The Federal Aviation Administration is failing to adequately protect the medical and personal data of airmen, according to a report released recently by the Inspector General.
The FAA requires airmen to have their medical and mental fitness certified by a medical professional in order to operate aircraft. However, the FAA, which stores around 18 million records on more than 3 million airmen, are failing to ensure the data is properly secured.
The report found “names, addresses, Social Security numbers, medical data, and other PII of airmen are not properly secured to prevent unauthorized access and use.”
The IG found “serious security lapses” in the way the FAA handles and stores the data for the airmen, including former staff still being able to access the system. The FAA has also failed to implement the required security controls put forth by the OMB, according to the report.

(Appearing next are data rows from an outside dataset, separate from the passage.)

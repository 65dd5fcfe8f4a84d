// Boots one shared game server per test binary.
#![allow(dead_code)]

use futures::{SinkExt, StreamExt};
use game_shared::protocol::{ClientMessage, JoinPayload, ServerMessage};
use std::{
    sync::{Arc, OnceLock},
    time::Duration,
};
use tokio::net::TcpStream;
use tokio_tungstenite::{MaybeTlsStream, WebSocketStream, tungstenite::Message};

pub type Socket = WebSocketStream<MaybeTlsStream<TcpStream>>;

// host:port of the shared server once it is accepting connections.
static SERVER_ADDR: OnceLock<String> = OnceLock::new();
static SERVER_READY: OnceLock<()> = OnceLock::new();

pub fn ensure_server() -> &'static str {
    SERVER_READY.get_or_init(|| {
        let published = Arc::new(OnceLock::<String>::new());
        let published_thread = Arc::clone(&published);
        // Own OS thread and runtime so the server outlives each `#[tokio::test]` runtime.
        std::thread::spawn(move || {
            let runtime = tokio::runtime::Runtime::new().expect("test runtime");
            runtime.block_on(async move {
                let listener = tokio::net::TcpListener::bind("127.0.0.1:0")
                    .await
                    .expect("bind ephemeral test port");
                let addr = listener.local_addr().expect("get local addr");
                let _ = published_thread.set(addr.to_string());
                game_server::run(listener).await.expect("server failed");
            });
        });
        wait_until_accepting(published);
    });

    SERVER_ADDR
        .get()
        .expect("server address should be initialized")
        .as_str()
}

fn wait_until_accepting(published: Arc<OnceLock<String>>) {
    let addr = loop {
        if let Some(addr) = published.get() {
            break addr.clone();
        }
        std::thread::sleep(Duration::from_millis(10));
    };
    let _ = SERVER_ADDR.set(addr.clone());

    for _ in 0..100 {
        if std::net::TcpStream::connect(&addr).is_ok() {
            return;
        }
        std::thread::sleep(Duration::from_millis(20));
    }
    panic!("server did not become ready in time");
}

pub async fn send(socket: &mut Socket, msg: &ClientMessage) {
    let txt = serde_json::to_string(msg).expect("serializable");
    socket.send(Message::text(txt)).await.expect("send");
}

/// Next server message, skipping non-text frames.
pub async fn recv(socket: &mut Socket) -> ServerMessage {
    loop {
        let frame = tokio::time::timeout(Duration::from_secs(5), socket.next())
            .await
            .expect("server message in time")
            .expect("socket open")
            .expect("valid frame");
        if let Ok(text) = frame.to_text() {
            if text.is_empty() {
                continue;
            }
            return serde_json::from_str(text).expect("well-formed server message");
        }
    }
}

/// Skip messages until `pick` accepts one.
pub async fn recv_until<T>(
    socket: &mut Socket,
    mut pick: impl FnMut(&ServerMessage) -> Option<T>,
) -> T {
    let deadline = tokio::time::Instant::now() + Duration::from_secs(5);
    loop {
        let msg = tokio::time::timeout_at(deadline, recv(socket))
            .await
            .expect("expected message in time");
        if let Some(found) = pick(&msg) {
            return found;
        }
    }
}

/// Connect, join, and return the socket with the assigned player id.
pub async fn join(name: &str) -> (Socket, u64) {
    let url = format!("ws://{}/ws", ensure_server());
    let (mut socket, _) = tokio_tungstenite::connect_async(url)
        .await
        .expect("websocket connect");
    send(
        &mut socket,
        &ClientMessage::Join(JoinPayload {
            display_name: name.to_string(),
        }),
    )
    .await;

    let player_id = match recv(&mut socket).await {
        ServerMessage::Identity { player_id } => player_id,
        other => panic!("expected Identity first, got {other:?}"),
    };
    (socket, player_id)
}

“In addition, FAA has not ensured secure configuration of MSS computers in accordance with the Department's baseline standards to reduce the risk of unauthorized access and corruption,” the report states. “Specifically, we found vulnerabilities on MSS computers, such as configuration allowing intruders to install malicious codes on FAA user computers.”
The serious security flaws leave airmen open to having their data stolen. Additionally, it means that stolen data could be used to fabricate false certificates allowing individuals not medically certified to operate aircraft.
However, the FAA is moving to rectify some of the issues cited by the IG.
“During the course of our review, FAA took immediate action to enhance security protection by working with doctors to remove thousands of separated medical staff’s access to MSS,” the report states. “However, additional improvements are needed to adequately secure PII data from unauthorized use.”